Exercise directions
Taking the line with "use thiserror::Error;" as the first and the line with "image.save(path)?;" as the last, set down exactly every line in that range from the entries below, and no more.

------------------------------------

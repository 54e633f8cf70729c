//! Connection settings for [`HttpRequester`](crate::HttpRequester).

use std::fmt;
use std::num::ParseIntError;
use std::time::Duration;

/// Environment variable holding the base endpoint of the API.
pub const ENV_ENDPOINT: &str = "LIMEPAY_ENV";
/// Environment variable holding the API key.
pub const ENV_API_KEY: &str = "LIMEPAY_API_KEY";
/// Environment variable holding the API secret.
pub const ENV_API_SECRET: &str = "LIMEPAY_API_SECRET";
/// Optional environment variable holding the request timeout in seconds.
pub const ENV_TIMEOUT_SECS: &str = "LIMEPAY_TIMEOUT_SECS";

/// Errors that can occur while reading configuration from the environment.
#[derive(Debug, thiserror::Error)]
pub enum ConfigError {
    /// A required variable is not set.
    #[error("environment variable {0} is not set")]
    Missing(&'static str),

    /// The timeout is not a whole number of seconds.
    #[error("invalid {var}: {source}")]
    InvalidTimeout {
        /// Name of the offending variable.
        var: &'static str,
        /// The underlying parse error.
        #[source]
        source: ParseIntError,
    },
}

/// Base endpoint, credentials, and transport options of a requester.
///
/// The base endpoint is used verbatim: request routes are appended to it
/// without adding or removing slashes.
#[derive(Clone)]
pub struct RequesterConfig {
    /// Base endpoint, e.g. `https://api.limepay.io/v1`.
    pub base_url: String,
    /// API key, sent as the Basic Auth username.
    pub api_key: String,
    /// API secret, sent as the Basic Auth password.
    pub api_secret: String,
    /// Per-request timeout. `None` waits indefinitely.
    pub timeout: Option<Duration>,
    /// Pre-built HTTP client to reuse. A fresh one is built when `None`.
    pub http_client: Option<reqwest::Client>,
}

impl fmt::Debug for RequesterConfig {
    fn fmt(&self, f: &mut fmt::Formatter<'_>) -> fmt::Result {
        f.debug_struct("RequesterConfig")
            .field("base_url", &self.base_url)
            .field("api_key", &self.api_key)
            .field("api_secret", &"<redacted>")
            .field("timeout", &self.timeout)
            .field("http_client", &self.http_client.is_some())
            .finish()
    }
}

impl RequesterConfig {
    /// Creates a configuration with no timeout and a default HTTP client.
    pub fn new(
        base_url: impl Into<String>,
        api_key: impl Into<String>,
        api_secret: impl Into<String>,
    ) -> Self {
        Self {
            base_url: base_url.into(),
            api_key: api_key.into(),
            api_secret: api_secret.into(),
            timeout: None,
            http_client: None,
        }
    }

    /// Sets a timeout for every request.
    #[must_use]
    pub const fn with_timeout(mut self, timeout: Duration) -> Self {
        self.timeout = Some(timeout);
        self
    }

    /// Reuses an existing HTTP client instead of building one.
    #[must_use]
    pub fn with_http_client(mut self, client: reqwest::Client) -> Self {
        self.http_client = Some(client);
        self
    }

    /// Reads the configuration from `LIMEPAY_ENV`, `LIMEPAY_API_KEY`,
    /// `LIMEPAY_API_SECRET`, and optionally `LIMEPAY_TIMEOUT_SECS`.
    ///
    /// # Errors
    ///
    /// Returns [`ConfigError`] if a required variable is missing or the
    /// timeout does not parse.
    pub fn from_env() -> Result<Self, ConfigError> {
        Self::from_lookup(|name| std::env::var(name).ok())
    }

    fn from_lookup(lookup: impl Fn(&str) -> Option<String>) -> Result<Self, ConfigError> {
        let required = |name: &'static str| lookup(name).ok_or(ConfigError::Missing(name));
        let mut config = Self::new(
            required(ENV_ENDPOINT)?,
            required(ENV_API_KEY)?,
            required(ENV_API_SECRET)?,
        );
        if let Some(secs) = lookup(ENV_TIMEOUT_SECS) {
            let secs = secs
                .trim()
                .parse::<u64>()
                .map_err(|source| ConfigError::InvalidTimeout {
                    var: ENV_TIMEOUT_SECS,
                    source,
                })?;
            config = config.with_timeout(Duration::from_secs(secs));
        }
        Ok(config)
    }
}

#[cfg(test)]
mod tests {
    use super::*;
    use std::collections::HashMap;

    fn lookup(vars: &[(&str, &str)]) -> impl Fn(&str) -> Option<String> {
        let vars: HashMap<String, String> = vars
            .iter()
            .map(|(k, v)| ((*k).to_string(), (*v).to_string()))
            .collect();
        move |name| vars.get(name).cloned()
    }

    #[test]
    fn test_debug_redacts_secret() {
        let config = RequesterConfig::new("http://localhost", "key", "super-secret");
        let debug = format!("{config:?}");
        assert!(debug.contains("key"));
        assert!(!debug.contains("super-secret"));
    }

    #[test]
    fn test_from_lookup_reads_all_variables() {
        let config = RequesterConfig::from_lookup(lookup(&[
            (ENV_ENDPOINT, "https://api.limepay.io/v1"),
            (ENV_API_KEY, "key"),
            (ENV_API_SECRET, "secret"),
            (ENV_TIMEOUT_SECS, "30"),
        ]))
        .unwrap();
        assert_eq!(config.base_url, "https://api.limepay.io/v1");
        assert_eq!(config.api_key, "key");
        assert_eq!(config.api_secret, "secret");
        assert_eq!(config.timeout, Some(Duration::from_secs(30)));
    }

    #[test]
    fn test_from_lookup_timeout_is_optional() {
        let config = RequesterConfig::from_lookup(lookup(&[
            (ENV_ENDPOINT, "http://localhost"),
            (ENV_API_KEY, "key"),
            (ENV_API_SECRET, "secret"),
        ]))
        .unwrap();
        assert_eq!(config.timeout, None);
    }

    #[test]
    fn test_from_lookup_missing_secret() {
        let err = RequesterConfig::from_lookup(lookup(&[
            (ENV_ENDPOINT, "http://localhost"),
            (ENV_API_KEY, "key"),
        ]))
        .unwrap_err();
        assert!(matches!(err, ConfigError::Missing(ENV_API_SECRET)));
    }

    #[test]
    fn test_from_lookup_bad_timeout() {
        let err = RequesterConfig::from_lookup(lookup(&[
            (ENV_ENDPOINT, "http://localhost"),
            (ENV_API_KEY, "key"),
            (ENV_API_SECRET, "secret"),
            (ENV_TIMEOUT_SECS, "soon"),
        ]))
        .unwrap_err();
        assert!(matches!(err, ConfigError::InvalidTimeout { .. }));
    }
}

------------------------------------

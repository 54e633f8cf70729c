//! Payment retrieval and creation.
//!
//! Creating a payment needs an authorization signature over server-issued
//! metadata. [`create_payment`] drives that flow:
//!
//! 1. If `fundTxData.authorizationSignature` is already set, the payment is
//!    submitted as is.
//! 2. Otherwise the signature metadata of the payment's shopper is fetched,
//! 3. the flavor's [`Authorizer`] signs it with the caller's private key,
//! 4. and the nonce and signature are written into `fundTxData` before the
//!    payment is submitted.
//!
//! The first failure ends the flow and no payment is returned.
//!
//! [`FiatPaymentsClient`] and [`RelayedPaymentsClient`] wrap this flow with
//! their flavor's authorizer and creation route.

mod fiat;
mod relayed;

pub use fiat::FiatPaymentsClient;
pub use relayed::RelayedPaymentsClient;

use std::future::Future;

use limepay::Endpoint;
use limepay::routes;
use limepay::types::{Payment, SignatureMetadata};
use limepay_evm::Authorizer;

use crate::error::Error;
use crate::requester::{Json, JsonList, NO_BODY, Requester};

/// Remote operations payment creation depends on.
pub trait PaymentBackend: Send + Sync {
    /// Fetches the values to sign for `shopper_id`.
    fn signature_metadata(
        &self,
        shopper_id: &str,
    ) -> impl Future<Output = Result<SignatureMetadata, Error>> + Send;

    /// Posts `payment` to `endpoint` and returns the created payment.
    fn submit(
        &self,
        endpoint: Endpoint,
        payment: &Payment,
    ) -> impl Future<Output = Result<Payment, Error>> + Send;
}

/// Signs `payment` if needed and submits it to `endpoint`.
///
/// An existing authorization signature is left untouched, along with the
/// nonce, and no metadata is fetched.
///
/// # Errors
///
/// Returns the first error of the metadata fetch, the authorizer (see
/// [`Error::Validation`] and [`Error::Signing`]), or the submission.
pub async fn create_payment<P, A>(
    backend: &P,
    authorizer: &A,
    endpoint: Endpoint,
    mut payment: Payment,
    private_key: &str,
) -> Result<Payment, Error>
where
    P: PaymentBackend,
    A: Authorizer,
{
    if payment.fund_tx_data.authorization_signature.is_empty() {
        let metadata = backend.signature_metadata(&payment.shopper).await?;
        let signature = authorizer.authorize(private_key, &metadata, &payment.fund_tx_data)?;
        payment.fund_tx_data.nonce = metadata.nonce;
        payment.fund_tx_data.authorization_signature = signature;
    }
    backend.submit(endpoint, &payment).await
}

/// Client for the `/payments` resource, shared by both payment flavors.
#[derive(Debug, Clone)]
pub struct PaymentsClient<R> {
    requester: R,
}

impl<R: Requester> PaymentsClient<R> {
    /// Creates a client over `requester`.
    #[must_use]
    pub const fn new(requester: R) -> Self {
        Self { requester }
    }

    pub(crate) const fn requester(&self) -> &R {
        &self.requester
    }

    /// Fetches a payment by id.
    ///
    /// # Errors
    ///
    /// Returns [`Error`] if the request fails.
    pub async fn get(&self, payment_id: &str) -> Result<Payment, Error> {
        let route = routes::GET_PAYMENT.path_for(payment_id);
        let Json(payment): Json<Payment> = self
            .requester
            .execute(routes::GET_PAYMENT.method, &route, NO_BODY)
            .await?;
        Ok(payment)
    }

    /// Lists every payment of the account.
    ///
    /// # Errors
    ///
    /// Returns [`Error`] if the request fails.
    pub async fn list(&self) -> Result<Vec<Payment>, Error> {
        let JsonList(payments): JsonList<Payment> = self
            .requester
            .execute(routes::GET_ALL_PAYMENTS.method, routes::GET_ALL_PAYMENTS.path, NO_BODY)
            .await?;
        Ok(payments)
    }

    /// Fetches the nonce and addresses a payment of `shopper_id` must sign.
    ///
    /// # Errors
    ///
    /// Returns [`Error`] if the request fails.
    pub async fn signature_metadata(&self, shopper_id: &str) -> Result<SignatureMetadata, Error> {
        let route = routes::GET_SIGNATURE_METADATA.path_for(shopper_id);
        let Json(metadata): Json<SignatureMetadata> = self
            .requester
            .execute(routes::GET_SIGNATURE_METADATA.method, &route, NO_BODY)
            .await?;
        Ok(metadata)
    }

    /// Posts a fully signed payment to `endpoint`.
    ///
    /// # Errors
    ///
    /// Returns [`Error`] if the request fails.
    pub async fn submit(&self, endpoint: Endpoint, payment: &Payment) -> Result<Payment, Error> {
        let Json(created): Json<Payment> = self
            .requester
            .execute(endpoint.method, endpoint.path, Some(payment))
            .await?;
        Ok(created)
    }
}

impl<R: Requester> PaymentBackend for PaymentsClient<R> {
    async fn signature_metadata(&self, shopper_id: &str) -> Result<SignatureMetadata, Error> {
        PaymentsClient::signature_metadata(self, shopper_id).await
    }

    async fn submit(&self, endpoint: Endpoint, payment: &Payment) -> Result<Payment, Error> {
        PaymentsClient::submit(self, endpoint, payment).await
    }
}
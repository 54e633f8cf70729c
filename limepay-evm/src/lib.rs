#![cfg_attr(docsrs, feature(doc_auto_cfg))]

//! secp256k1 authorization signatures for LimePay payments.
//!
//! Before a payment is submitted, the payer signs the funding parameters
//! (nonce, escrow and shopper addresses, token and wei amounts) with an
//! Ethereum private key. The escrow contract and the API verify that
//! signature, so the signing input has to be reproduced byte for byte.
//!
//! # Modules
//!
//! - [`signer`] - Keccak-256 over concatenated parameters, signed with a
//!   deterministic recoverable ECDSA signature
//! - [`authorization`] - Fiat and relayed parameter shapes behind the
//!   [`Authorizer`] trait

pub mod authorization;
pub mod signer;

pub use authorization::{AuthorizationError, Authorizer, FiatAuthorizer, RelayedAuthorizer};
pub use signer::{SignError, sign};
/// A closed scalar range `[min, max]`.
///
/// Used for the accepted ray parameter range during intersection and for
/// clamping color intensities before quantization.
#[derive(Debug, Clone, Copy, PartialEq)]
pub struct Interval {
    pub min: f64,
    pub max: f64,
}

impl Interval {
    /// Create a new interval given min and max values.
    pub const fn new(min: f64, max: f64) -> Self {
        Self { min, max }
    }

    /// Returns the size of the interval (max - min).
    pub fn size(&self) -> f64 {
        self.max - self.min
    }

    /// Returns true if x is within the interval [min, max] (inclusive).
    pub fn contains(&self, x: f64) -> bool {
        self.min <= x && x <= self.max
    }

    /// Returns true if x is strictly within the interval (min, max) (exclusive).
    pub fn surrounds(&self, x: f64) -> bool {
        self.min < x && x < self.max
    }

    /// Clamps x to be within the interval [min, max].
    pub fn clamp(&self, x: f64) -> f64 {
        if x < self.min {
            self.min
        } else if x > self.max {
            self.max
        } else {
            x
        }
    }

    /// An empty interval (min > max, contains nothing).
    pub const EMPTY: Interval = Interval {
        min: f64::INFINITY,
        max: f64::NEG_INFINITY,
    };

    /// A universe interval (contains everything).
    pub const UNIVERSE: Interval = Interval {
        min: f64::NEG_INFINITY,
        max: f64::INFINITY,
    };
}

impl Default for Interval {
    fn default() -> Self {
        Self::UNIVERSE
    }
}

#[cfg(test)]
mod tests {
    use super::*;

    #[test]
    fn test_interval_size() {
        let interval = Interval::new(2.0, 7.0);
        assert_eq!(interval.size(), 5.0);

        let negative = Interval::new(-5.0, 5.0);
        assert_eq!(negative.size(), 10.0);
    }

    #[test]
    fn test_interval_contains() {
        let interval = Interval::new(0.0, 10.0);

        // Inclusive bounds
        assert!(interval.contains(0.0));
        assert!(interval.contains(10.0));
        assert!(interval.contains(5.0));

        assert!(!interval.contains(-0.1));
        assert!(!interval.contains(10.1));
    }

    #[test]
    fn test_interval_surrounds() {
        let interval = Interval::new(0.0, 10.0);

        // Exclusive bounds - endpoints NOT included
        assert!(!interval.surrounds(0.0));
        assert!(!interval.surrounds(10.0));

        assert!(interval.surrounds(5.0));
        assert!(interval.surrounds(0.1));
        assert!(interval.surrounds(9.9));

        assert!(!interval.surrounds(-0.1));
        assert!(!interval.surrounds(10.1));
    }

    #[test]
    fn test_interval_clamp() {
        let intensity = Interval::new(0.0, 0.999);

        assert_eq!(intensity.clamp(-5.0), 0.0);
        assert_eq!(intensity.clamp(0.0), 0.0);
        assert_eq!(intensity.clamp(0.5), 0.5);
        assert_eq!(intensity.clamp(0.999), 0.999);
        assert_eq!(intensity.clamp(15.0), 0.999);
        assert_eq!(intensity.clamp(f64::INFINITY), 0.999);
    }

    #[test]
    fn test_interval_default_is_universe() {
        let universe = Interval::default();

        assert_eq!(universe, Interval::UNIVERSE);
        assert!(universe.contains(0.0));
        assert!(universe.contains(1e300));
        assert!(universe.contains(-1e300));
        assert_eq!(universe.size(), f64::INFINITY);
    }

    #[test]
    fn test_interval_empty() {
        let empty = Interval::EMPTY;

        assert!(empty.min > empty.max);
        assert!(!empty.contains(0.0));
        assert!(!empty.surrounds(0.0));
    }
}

------------------------------------

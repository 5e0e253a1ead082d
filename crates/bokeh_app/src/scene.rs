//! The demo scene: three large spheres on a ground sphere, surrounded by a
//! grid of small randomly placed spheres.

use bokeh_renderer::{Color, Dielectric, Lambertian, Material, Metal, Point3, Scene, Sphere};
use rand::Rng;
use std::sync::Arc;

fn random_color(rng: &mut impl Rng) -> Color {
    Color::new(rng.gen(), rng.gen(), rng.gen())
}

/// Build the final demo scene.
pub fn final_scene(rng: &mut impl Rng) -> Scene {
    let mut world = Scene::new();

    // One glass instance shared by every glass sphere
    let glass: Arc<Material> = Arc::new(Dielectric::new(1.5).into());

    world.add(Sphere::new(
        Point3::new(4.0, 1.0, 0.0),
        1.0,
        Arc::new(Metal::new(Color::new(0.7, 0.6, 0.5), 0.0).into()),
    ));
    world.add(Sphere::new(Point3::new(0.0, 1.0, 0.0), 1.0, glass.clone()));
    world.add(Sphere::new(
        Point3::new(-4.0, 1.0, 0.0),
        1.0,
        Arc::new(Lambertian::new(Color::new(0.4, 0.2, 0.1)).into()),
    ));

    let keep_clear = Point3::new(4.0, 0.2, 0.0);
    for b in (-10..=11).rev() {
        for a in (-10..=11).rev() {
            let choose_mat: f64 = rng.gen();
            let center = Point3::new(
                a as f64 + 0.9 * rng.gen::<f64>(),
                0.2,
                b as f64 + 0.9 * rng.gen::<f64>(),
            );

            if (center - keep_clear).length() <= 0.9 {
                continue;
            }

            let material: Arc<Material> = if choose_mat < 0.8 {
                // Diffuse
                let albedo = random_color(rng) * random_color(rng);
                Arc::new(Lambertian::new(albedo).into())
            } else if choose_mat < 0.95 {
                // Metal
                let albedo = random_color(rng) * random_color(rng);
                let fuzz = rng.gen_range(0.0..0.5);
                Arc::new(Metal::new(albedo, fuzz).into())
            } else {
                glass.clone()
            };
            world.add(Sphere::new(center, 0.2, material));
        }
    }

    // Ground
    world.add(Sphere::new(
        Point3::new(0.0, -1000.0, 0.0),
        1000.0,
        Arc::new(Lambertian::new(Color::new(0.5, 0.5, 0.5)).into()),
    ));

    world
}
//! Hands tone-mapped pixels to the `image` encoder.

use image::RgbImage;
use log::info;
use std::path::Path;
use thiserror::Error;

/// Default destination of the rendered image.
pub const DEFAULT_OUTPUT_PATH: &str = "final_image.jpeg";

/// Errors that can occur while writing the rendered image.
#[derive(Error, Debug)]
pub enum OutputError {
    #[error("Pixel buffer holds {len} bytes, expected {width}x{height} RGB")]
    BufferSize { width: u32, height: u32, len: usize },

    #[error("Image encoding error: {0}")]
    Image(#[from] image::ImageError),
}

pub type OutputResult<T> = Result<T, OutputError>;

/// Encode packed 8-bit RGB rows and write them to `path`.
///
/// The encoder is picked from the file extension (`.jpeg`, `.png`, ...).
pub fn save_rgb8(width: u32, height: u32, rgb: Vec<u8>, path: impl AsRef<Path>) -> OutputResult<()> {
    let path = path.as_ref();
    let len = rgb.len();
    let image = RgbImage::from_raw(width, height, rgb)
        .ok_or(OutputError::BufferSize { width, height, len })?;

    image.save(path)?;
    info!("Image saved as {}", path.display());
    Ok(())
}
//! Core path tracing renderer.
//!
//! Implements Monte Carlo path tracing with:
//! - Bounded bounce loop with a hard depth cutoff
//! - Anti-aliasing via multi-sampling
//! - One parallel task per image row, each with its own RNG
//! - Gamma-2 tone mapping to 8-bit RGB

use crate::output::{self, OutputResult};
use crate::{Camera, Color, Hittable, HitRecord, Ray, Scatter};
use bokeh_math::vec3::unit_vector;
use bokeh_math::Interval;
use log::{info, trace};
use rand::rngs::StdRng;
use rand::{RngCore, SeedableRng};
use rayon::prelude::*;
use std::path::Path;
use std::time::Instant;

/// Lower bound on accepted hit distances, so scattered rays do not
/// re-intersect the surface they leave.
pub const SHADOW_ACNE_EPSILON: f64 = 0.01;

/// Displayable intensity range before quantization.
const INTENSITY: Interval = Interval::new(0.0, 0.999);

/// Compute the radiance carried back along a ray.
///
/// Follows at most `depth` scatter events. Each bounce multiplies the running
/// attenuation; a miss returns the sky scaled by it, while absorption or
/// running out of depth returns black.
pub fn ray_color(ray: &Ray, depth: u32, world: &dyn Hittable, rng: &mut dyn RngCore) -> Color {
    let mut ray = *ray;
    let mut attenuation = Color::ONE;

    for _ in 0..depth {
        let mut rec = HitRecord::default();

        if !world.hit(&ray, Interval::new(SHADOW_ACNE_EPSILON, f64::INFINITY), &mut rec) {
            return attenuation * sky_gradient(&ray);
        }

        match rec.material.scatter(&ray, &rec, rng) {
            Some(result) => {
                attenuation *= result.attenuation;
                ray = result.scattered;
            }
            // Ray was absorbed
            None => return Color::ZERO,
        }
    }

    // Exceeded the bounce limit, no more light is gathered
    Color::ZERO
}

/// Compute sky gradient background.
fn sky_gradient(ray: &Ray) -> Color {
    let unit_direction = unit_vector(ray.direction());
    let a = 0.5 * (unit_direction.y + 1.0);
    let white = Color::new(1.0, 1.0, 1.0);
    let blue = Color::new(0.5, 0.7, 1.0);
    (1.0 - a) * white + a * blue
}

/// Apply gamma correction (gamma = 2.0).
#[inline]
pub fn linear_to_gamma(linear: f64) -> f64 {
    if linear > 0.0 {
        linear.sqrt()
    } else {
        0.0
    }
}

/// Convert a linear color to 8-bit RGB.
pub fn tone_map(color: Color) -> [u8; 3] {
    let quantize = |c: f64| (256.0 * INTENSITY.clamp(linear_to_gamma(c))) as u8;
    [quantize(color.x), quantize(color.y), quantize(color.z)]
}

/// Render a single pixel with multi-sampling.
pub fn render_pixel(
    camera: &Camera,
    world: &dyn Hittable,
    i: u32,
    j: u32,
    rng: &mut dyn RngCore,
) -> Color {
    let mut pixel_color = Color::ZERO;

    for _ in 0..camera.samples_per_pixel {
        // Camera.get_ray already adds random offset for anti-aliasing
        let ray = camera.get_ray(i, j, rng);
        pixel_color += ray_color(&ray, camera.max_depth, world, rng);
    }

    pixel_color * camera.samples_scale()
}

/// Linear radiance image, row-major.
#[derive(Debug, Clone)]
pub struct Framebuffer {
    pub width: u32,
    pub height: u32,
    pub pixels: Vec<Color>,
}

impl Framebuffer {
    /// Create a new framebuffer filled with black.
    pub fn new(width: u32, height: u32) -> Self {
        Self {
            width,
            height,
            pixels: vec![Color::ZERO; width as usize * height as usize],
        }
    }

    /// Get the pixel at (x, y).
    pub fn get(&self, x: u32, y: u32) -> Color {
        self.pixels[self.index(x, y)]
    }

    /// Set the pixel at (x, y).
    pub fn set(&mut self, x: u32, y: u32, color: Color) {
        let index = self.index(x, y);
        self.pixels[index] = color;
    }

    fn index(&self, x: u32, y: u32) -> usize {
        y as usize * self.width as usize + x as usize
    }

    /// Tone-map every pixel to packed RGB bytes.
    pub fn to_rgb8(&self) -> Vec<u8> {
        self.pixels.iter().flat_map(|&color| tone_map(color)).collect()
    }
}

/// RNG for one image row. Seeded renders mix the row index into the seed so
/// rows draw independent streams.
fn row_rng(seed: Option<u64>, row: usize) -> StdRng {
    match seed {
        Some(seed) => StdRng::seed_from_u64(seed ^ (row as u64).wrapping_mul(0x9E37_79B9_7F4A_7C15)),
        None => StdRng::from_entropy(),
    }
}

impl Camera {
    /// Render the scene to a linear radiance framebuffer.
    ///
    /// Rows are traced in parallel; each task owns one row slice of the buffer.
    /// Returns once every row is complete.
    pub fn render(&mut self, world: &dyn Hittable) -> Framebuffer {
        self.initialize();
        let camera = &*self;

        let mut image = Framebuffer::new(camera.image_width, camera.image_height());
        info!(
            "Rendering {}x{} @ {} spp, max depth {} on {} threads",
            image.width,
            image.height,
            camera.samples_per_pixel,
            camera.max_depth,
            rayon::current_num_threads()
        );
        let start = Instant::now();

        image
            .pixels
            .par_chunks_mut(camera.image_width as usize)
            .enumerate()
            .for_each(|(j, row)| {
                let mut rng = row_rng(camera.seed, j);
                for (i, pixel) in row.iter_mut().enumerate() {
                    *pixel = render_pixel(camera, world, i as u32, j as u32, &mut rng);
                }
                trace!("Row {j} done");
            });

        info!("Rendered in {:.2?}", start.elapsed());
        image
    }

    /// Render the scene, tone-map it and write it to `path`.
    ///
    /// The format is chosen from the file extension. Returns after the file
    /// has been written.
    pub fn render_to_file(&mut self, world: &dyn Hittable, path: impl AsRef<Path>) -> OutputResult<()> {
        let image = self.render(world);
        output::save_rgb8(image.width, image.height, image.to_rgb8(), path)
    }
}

------------------------------------

Problem solution
use thiserror::Error;

/// Default destination of the rendered image.
pub const DEFAULT_OUTPUT_PATH: &str = "final_image.jpeg";

/// Errors that can occur while writing the rendered image.
#[derive(Error, Debug)]
pub enum OutputError {
    #[error("Pixel buffer holds {len} bytes, expected {width}x{height} RGB")]
    BufferSize { width: u32, height: u32, len: usize },

    #[error("Image encoding error: {0}")]
    Image(#[from] image::ImageError),
}

pub type OutputResult<T> = Result<T, OutputError>;

/// Encode packed 8-bit RGB rows and write them to `path`.
///
/// The encoder is picked from the file extension (`.jpeg`, `.png`, ...).
pub fn save_rgb8(width: u32, height: u32, rgb: Vec<u8>, path: impl AsRef<Path>) -> OutputResult<()> {
    let path = path.as_ref();
    let len = rgb.len();
    let image = RgbImage::from_raw(width, height, rgb)
        .ok_or(OutputError::BufferSize { width, height, len })?;

    image.save(path)?;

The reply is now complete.